The entries should be written out again exactly as they read.
Segment Start: Supplied records
//! Client settings with layered loading.
//!
//! This module provides settings management using figment for layered
//! loading from multiple sources:
//!
//! 1. Environment variables (BRAVE_SEARCH_*)
//! 2. TOML config file (if BRAVE_SEARCH_CONFIG_FILE set)
//! 3. Built-in defaults
//!
//! Every field is optional. An unset field means "keep whatever the client
//! would otherwise use", so a `Settings` value can be merged over a client
//! configuration without clobbering it.

use std::time::Duration;

use figment::{
    Figment,
    providers::{Env, Format, Serialized, Toml},
};
use serde::{Deserialize, Serialize};

mod validation;

pub use validation::ConfigError;

/// Environment variable prefix for all settings.
pub const ENV_PREFIX: &str = "BRAVE_SEARCH_";

/// Environment variable naming an optional TOML settings file.
pub const CONFIG_FILE_ENV: &str = "BRAVE_SEARCH_CONFIG_FILE";

/// Brave Search client settings.
///
/// Loading precedence (highest wins):
/// 1. Environment variables (BRAVE_SEARCH_*)
/// 2. TOML config file (if BRAVE_SEARCH_CONFIG_FILE set)
/// 3. Built-in defaults (all unset)
#[derive(Debug, Clone, Default, PartialEq, Eq, Serialize, Deserialize)]
pub struct Settings {
    /// Subscription token sent as `X-Subscription-Token`.
    ///
    /// Set via BRAVE_SEARCH_API_KEY environment variable.
    #[serde(default)]
    pub api_key: Option<String>,

    /// API root, e.g. `https://api.search.brave.com/res/v1`.
    #[serde(default)]
    pub base_url: Option<String>,

    /// Per-attempt timeout in seconds.
    #[serde(default)]
    pub timeout_secs: Option<u64>,

    /// Additional attempts after the first.
    #[serde(default)]
    pub max_retries: Option<u32>,

    /// User-Agent string for API requests.
    #[serde(default)]
    pub user_agent: Option<String>,

    /// Fallback `country` parameter.
    #[serde(default)]
    pub default_country: Option<String>,

    /// Fallback `search_lang` parameter.
    #[serde(default)]
    pub default_search_lang: Option<String>,

    /// Fallback `ui_lang` parameter.
    #[serde(default)]
    pub default_ui_lang: Option<String>,
}

impl Settings {
    /// Timeout as Duration, if set.
    pub fn timeout(&self) -> Option<Duration> {
        self.timeout_secs.map(Duration::from_secs)
    }

    /// Load settings from all sources with layered precedence.
    ///
    /// Priority (highest wins):
    /// 1. Environment variables prefixed with `BRAVE_SEARCH_`
    /// 2. TOML file from `BRAVE_SEARCH_CONFIG_FILE` (if set)
    /// 3. Built-in defaults via `Default::default()`
    ///
    /// # Errors
    ///
    /// Returns `ConfigError` if:
    /// - Configuration file cannot be read
    /// - Environment variables cannot be parsed
    /// - Validation fails after loading
    pub fn load() -> Result<Self, ConfigError> {
        let mut figment = Figment::from(Serialized::defaults(Self::default()));

        if let Ok(config_path) = std::env::var(CONFIG_FILE_ENV) {
            tracing::debug!(path = %config_path, "loading settings file");
            figment = figment.merge(Toml::file(&config_path));
        }

        figment = figment.merge(
            Env::prefixed(ENV_PREFIX)
                .ignore(&["CONFIG_FILE"])
                .map(|key| key.as_str().to_lowercase().into()),
        );

        let settings: Self = figment.extract().map_err(|e| ConfigError::LoadFailed(e.to_string()))?;

        settings.validate()?;

        Ok(settings)
    }

    /// Return the API key or explain how to provide one.
    ///
    /// # Errors
    ///
    /// Returns `ConfigError::Missing` if the API key is unset or empty.
    pub fn require_api_key(&self) -> Result<&str, ConfigError> {
        self.api_key.as_deref().filter(|key| !key.is_empty()).ok_or_else(|| ConfigError::Missing {
            field: "api_key".into(),
            hint: "Set BRAVE_SEARCH_API_KEY environment variable".into(),
        })
    }
}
Segment End: Supplied records
» Exercise answer:
//! Client settings with layered loading.
//!
//! This module provides settings management using figment for layered
//! loading from multiple sources:
//!
//! 1. Environment variables (BRAVE_SEARCH_*)
//! 2. TOML config file (if BRAVE_SEARCH_CONFIG_FILE set)
//! 3. Built-in defaults
//!
//! Every field is optional. An unset field means "keep whatever the client
//! would otherwise use", so a `Settings` value can be merged over a client
//! configuration without clobbering it.

use std::time::Duration;

use figment::{
    Figment,
    providers::{Env, Format, Serialized, Toml},
};
use serde::{Deserialize, Serialize};

mod validation;

pub use validation::ConfigError;

/// Environment variable prefix for all settings.
pub const ENV_PREFIX: &str = "BRAVE_SEARCH_";

/// Environment variable naming an optional TOML settings file.
pub const CONFIG_FILE_ENV: &str = "BRAVE_SEARCH_CONFIG_FILE";

/// Brave Search client settings.
///
/// Loading precedence (highest wins):
/// 1. Environment variables (BRAVE_SEARCH_*)
/// 2. TOML config file (if BRAVE_SEARCH_CONFIG_FILE set)
/// 3. Built-in defaults (all unset)
#[derive(Debug, Clone, Default, PartialEq, Eq, Serialize, Deserialize)]
pub struct Settings {
    /// Subscription token sent as `X-Subscription-Token`.
    ///
    /// Set via BRAVE_SEARCH_API_KEY environment variable.
    #[serde(default)]
    pub api_key: Option<String>,

    /// API root, e.g. `https://api.search.brave.com/res/v1`.
    #[serde(default)]
    pub base_url: Option<String>,

    /// Per-attempt timeout in seconds.
    #[serde(default)]
    pub timeout_secs: Option<u64>,

    /// Additional attempts after the first.
    #[serde(default)]
    pub max_retries: Option<u32>,

    /// User-Agent string for API requests.
    #[serde(default)]
    pub user_agent: Option<String>,

    /// Fallback `country` parameter.
    #[serde(default)]
    pub default_country: Option<String>,

    /// Fallback `search_lang` parameter.
    #[serde(default)]
    pub default_search_lang: Option<String>,

    /// Fallback `ui_lang` parameter.
    #[serde(default)]
    pub default_ui_lang: Option<String>,
}

impl Settings {
    /// Timeout as Duration, if set.
    pub fn timeout(&self) -> Option<Duration> {
        self.timeout_secs.map(Duration::from_secs)
    }

    /// Load settings from all sources with layered precedence.
    ///
    /// Priority (highest wins):
    /// 1. Environment variables prefixed with `BRAVE_SEARCH_`
    /// 2. TOML file from `BRAVE_SEARCH_CONFIG_FILE` (if set)
    /// 3. Built-in defaults via `Default::default()`
    ///
    /// # Errors
    ///
    /// Returns `ConfigError` if:
    /// - Configuration file cannot be read
    /// - Environment variables cannot be parsed
    /// - Validation fails after loading
    pub fn load() -> Result<Self, ConfigError> {
        let mut figment = Figment::from(Serialized::defaults(Self::default()));

        if let Ok(config_path) = std::env::var(CONFIG_FILE_ENV) {
            tracing::debug!(path = %config_path, "loading settings file");
            figment = figment.merge(Toml::file(&config_path));
        }

        figment = figment.merge(
            Env::prefixed(ENV_PREFIX)
                .ignore(&["CONFIG_FILE"])
                .map(|key| key.as_str().to_lowercase().into()),
        );

        let settings: Self = figment.extract().map_err(|e| ConfigError::LoadFailed(e.to_string()))?;

        settings.validate()?;

        Ok(settings)
    }

    /// Return the API key or explain how to provide one.
    ///
    /// # Errors
    ///
    /// Returns `ConfigError::Missing` if the API key is unset or empty.
    pub fn require_api_key(&self) -> Result<&str, ConfigError> {
        self.api_key.as_deref().filter(|key| !key.is_empty()).ok_or_else(|| ConfigError::Missing {
            field: "api_key".into(),
            hint: "Set BRAVE_SEARCH_API_KEY environment variable".into(),
        })
    }
}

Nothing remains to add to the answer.